(Stored data)

────

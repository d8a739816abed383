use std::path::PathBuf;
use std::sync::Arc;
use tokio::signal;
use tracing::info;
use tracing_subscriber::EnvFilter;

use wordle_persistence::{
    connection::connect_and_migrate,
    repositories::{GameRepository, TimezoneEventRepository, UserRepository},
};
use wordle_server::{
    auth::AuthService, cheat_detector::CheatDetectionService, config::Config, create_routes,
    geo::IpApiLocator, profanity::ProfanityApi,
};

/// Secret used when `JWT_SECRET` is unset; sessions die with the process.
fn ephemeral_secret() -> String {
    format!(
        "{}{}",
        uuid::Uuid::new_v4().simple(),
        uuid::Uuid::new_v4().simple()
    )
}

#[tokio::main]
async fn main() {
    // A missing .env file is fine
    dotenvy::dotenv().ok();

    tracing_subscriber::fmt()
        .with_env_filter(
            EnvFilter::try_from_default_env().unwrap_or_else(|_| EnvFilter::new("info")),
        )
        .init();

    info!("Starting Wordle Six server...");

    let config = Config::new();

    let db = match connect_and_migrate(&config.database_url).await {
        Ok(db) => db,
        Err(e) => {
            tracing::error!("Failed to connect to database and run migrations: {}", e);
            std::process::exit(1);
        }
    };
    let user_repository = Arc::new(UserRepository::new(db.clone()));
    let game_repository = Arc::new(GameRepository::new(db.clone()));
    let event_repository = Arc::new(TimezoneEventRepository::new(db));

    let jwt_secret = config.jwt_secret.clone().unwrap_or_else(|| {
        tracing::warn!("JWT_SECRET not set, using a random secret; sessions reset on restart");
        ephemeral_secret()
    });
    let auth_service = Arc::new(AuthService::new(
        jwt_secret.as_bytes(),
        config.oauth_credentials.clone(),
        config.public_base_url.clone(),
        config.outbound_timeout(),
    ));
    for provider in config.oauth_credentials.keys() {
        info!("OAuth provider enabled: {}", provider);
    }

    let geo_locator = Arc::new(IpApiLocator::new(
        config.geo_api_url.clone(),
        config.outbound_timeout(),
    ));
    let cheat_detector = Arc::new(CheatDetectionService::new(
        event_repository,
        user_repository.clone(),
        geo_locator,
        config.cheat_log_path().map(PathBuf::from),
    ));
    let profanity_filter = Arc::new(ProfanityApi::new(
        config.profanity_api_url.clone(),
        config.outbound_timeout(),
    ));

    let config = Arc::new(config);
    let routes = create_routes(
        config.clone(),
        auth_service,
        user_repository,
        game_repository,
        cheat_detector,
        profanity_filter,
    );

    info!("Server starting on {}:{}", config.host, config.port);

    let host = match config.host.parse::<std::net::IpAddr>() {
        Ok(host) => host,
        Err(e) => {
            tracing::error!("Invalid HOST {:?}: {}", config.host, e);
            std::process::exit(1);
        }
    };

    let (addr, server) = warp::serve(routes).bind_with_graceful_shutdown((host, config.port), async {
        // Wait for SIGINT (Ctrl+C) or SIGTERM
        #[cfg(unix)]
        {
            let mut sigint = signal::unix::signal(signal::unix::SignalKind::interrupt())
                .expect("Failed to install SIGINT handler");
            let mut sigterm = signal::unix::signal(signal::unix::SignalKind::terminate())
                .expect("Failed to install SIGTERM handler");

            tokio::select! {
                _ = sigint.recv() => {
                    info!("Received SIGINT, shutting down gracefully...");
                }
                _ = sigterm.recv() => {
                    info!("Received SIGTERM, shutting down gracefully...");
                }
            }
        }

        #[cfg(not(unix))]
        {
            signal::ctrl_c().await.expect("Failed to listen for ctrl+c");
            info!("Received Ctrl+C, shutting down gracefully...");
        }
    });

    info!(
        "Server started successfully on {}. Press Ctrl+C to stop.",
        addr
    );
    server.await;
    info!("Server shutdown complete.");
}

────

— PROBLEM STATEMENT —
In the data above, find each line that uses the string "unix". Copy it.

— SOLUTION —
        #[cfg(unix)]
            let mut sigint = signal::unix::signal(signal::unix::SignalKind::interrupt())
            let mut sigterm = signal::unix::signal(signal::unix::SignalKind::terminate())
        #[cfg(not(unix))]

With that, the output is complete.